Your assignment
Considering only lines that hold the word "TemplateOperation", report how many there are in the listing below, as a single number.
::::
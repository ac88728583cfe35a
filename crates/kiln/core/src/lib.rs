//! Kiln Core - variant-consistent creation
//!
//! This crate provides the construction contracts shared by every Kiln
//! product family:
//!
//! - **Families**: a [`FamilyFactory`] is bound to one variant and every
//!   product it creates belongs to that variant
//! - **Variant dispatch**: [`FactoryRegistry`] and [`CreatorRegistry`] resolve
//!   a key to a constructor and fail closed on unknown keys
//! - **Factory method**: a [`Creator`] overrides only its creation step; the
//!   sealed [`TemplateOperation`] runs the [`ProductLine`] logic on the product
//! - **Singletons**: [`SingletonCell`] publishes exactly one lazily built
//!   instance per process and rolls back on failed construction
//!
//! Nothing here retries or swallows errors. Every failure is returned to the
//! immediate caller as a [`CreationError`].

#![deny(unsafe_code)]
#![cfg_attr(feature = "strict-docs", warn(missing_docs))]
#![cfg_attr(not(feature = "strict-docs"), allow(missing_docs))]

pub mod creator;
pub mod error;
pub mod family;
pub mod registry;
pub mod singleton;
pub mod variant;

// Re-exports
pub use creator::{Creator, ProductLine, TemplateOperation};
pub use error::{CreationError, Result, SharedError};
pub use family::{ensure_consistent, FamilyFactory, Rendition};
pub use registry::{CreatorRegistry, FactoryRegistry};
pub use singleton::{SingletonCell, SingletonState};
pub use variant::VariantKey;
//! Creators and the template operation (factory method)
//!
//! A [`ProductLine`] holds the business logic that consumes a product and is
//! written once. Each concrete [`Creator`] picks a line and overrides only
//! [`Creator::factory_method`]. The [`TemplateOperation`] that ties the two
//! together has a single blanket implementation, so no creator can replace
//! it: adding a new product means adding one creator and nothing else.

use crate::error::Result;

/// The fixed half of a creator: what happens to a freshly built product
pub trait ProductLine: 'static {
    /// Product capability built by creators of this line
    type Product: ?Sized;

    /// Result of the template operation
    type Output;

    /// Creator-local logic run on every product the line builds
    fn operate(product: &Self::Product) -> Self::Output;
}

/// The overridable half of a creator
pub trait Creator: Send + Sync {
    type Line: ProductLine;

    /// Build one product.
    ///
    /// When no product can be built this must return `ProductUnavailable`
    /// rather than a placeholder.
    fn factory_method(&self) -> Result<Box<<Self::Line as ProductLine>::Product>>;
}

/// Sealed template operation available on every creator
pub trait TemplateOperation: Creator {
    /// Build exactly one product and run the line's logic on it
    fn template_operation(&self) -> Result<<Self::Line as ProductLine>::Output>;
}

impl<C: Creator + ?Sized> TemplateOperation for C {
    fn template_operation(&self) -> Result<<C::Line as ProductLine>::Output> {
        let product = self.factory_method()?;
        Ok(<C::Line as ProductLine>::operate(&*product))
    }
}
::::
Answer box
5